The old chapels of the Maltese Islands


In the town center village of Lija there is a very beautiful chapel dedicated to the Savior. The chapel, which is said to have been built in the first decade of the 16th century, is considered a fine example of local architecture. Its style is simple and rather rustic. It had only one nave. However, in the following century it was enlarged with the construction of two wings, making it in the shape of a cross. In 1594 Hal Lija became a separate parish and the chapel served as his parish church. She continued to fulfill this role for about a century until the current church was built. This is the reason why the old chapel is called that of the “Old” Savior.

The chapel had six altars and six masses were celebrated daily. Today only two altars remain. For a while it was almost half abandoned, but now the chapel is well maintained and it is a pleasure to visit. The chapel is located in a grove of olive trees, which generate the spiritual atmosphere of Gethsemane. Each year, during Holy Week, the chapel organizes a painting of the Last Supper in Jerusalem. The table is set as for the Jewish Passover meal. On the feast of Christ the Savior, August 6, the procession stops in front of the chapel, the titular statue is turned to face the chapel and the participants sing the hymn of the Savior.

Chapel of the Annunciation in Balzan

Courtesy of Kappelli Maltin | Photo by Caroline Busuttil

This chapel is located in the oldest part of the village of Balzan, located in the heart of the island of Malta, that is to say in its center. The first reference we have of this ancient church is in Msgr. Report by Pietro Dusina, which he wrote during his apostolic visit in February 1575. It is said that from the beginning the church was dedicated to the Annunciation. Professor Stanley Fiorini, an authority on the subject, describes its architecture as that common in Malta in the 15th century. As soon as you see it, you will be surprised at how well it has been preserved in its original condition. This fact testifies to the love and devotion of the parishioners towards the Annunciation.

The style of the church is simple and rustic. Inside, the roof rests on six Sicilian-Norman arches with rows of stone benches between the arches. During her visit, Dusina estimated that at that time the church served around 300 worshipers, from 60 households. Mgr. Dusina was impressed with its beauty and described the church as pulchris (Latin for beautiful). Today the chapel has an altar dedicated to the Annunciation, but on another pastoral visit, this time by Bishop Tommaso Gargallo in December 1601, the church had three altars: the centerpiece dedicated to the Annunciation, the one on the right at the Visitation of Mary, and the one on the left, also at the Annunciation. The painter of the titular image of the Annunciation is unknown. On March 25, a solemn high mass is celebrated and many faithful attend this liturgical function.

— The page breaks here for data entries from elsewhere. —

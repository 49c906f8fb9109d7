//! Turning the output symbols of an accepted path into a structured intent
//!
//! The decoder is a single pass over the path with a stack of open scopes.
//! Entity offsets are token indices with an exclusive end; `start`/`end`
//! index `tokens`, `raw_start`/`raw_end` index `raw_tokens`.

use crate::error::{GrammarError, Result};
use crate::symbols::Symbol;
use serde::{Deserialize, Serialize};
use std::collections::BTreeMap;

#[derive(Debug, Clone, PartialEq, Serialize, Deserialize)]
pub struct Entity {
    pub entity: String,
    pub value: String,
    pub raw_value: String,
    pub start: usize,
    pub end: usize,
    pub raw_start: usize,
    pub raw_end: usize,
}

#[derive(Debug, Clone, PartialEq, Default, Serialize, Deserialize)]
pub struct IntentName {
    pub name: Option<String>,
    pub confidence: f32,
}

/// A decoded intent
#[derive(Debug, Clone, PartialEq, Default, Serialize, Deserialize)]
pub struct Intent {
    /// Reported words joined by spaces (substitutions applied)
    pub text: String,
    /// Words as they appeared in the matched input
    pub raw_text: String,
    pub tokens: Vec<String>,
    pub raw_tokens: Vec<String>,
    pub intent: IntentName,
    pub entities: Vec<Entity>,
}

impl Intent {
    /// The "no match" result: no name, no entities, confidence 0
    pub fn empty() -> Self {
        Self::default()
    }

    /// No match that still echoes the input it was given
    pub fn no_match(tokens: &[String]) -> Self {
        let text = tokens.join(" ");
        Self {
            raw_text: text.clone(),
            text,
            tokens: tokens.to_vec(),
            raw_tokens: tokens.to_vec(),
            ..Self::default()
        }
    }

    pub fn is_empty(&self) -> bool {
        self.intent.name.is_none()
    }

    /// Entity values keyed by entity name; later entities win
    pub fn slots(&self) -> BTreeMap<String, String> {
        self.entities
            .iter()
            .map(|e| (e.entity.clone(), e.value.clone()))
            .collect()
    }
}

/// How much of the input the fuzzy recognizer used
#[derive(Debug, Clone, PartialEq, Eq, Default, Serialize, Deserialize)]
pub struct MatchDiagnostics {
    pub total_tokens: usize,
    pub matched_tokens: usize,
    pub skipped_tokens: usize,
    pub skipped_stop_words: usize,
}

/// Recognizer output record
#[derive(Debug, Clone, PartialEq, Serialize, Deserialize)]
pub struct Recognition {
    #[serde(flatten)]
    pub intent: Intent,
    pub slots: BTreeMap<String, String>,
    pub recognize_seconds: f64,
    #[serde(default, skip_serializing_if = "Option::is_none")]
    pub diagnostics: Option<MatchDiagnostics>,
}

impl Recognition {
    pub fn new(intent: Intent, recognize_seconds: f64) -> Self {
        Self {
            slots: intent.slots(),
            intent,
            recognize_seconds,
            diagnostics: None,
        }
    }

    pub fn with_diagnostics(mut self, diagnostics: MatchDiagnostics) -> Self {
        self.diagnostics = Some(diagnostics);
        self
    }

    pub fn is_match(&self) -> bool {
        !self.intent.is_empty()
    }
}

enum Scope {
    Intent,
    Entity {
        order: usize,
        slot: String,
        value: Option<String>,
        start: usize,
        raw_start: usize,
    },
}

/// Decode one path's output symbols.
///
/// Fails with `MalformedPath` when markers are unbalanced or misnested, or
/// when more than one intent scope appears.
pub fn decode_symbols<'a>(symbols: impl IntoIterator<Item = &'a Symbol>) -> Result<Intent> {
    let mut intent = Intent::empty();
    let mut stack: Vec<Scope> = Vec::new();
    let mut entities: Vec<(usize, Entity)> = Vec::new();
    let mut opened = 0usize;

    for symbol in symbols {
        match symbol {
            Symbol::Word(word) => {
                intent.tokens.push(word.clone());
                intent.raw_tokens.push(word.clone());
            }
            Symbol::Substitution { raw, value } => {
                intent
                    .tokens
                    .extend(value.split_whitespace().map(str::to_string));
                intent
                    .raw_tokens
                    .extend(raw.split_whitespace().map(str::to_string));
            }
            Symbol::IntentOpen(name) => {
                if !stack.is_empty() || intent.intent.name.is_some() {
                    return Err(GrammarError::MalformedPath(format!(
                        "intent {name} opened inside another scope"
                    )));
                }
                intent.intent.name = Some(name.clone());
                stack.push(Scope::Intent);
            }
            Symbol::IntentClose => match stack.pop() {
                Some(Scope::Intent) => {}
                _ => {
                    return Err(GrammarError::MalformedPath(
                        "intent closed without a matching open".to_string(),
                    ))
                }
            },
            Symbol::EntityOpen { slot, value } => {
                stack.push(Scope::Entity {
                    order: opened,
                    slot: slot.clone(),
                    value: value.clone(),
                    start: intent.tokens.len(),
                    raw_start: intent.raw_tokens.len(),
                });
                opened += 1;
            }
            Symbol::EntityClose => match stack.pop() {
                Some(Scope::Entity {
                    order,
                    slot,
                    value,
                    start,
                    raw_start,
                }) => {
                    let valued = value.is_some();
                    if let Some(value) = value {
                        // Explicit tag values replace the tagged words
                        intent.tokens.truncate(start);
                        intent
                            .tokens
                            .extend(value.split_whitespace().map(str::to_string));
                    }
                    let end = intent.tokens.len();
                    if valued {
                        // Entities closed inside now cover the replacement
                        for (_, inner) in entities.iter_mut().filter(|(o, _)| *o > order) {
                            inner.start = start;
                            inner.end = end;
                        }
                    }
                    let raw_end = intent.raw_tokens.len();
                    entities.push((
                        order,
                        Entity {
                            entity: slot,
                            value: intent.tokens[start..end].join(" "),
                            raw_value: intent.raw_tokens[raw_start..raw_end].join(" "),
                            start,
                            end,
                            raw_start,
                            raw_end,
                        },
                    ));
                }
                _ => {
                    return Err(GrammarError::MalformedPath(
                        "entity closed without a matching open".to_string(),
                    ))
                }
            },
        }
    }

    if !stack.is_empty() {
        return Err(GrammarError::MalformedPath(format!(
            "{} scope(s) left open",
            stack.len()
        )));
    }

    entities.sort_by_key(|(order, _)| *order);
    intent.entities = entities.into_iter().map(|(_, e)| e).collect();
    intent.text = intent.tokens.join(" ");
    intent.raw_text = intent.raw_tokens.join(" ");
    if intent.intent.name.is_some() {
        intent.intent.confidence = 1.0;
    }
    Ok(intent)
}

The old St. Catherine’s Church in Å»ejtun

Courtesy of the Archdiocese of Malta | Photo by Ian Noel Pace

This large chapel is of very old origin. It was once the first parish church in Å»ejtun, and that is why it is called “the old church”. Although it is known as the Church of Saint-Grégoire, it is dedicated to Saint-Catherine. Its age is proven by the fact that it was already built before the visit of Bishop Senatore de Mello who had drawn up his Rollo (list) in 1436 of existing Maltese churches. The original chapel, small and primitive, served as the first parish of the hamlet of Bisqallin, located to the south-east of present-day Å»ejtun, which was the furthest parish from Mdina. The chapel operated until 1492, when it was rebuilt on a larger scale. After the Great Siege, during which Turkish forces occupied Å»ejtun, the chapel was destroyed. After the Turkish defeat, it had to be rebuilt again, on an even larger scale.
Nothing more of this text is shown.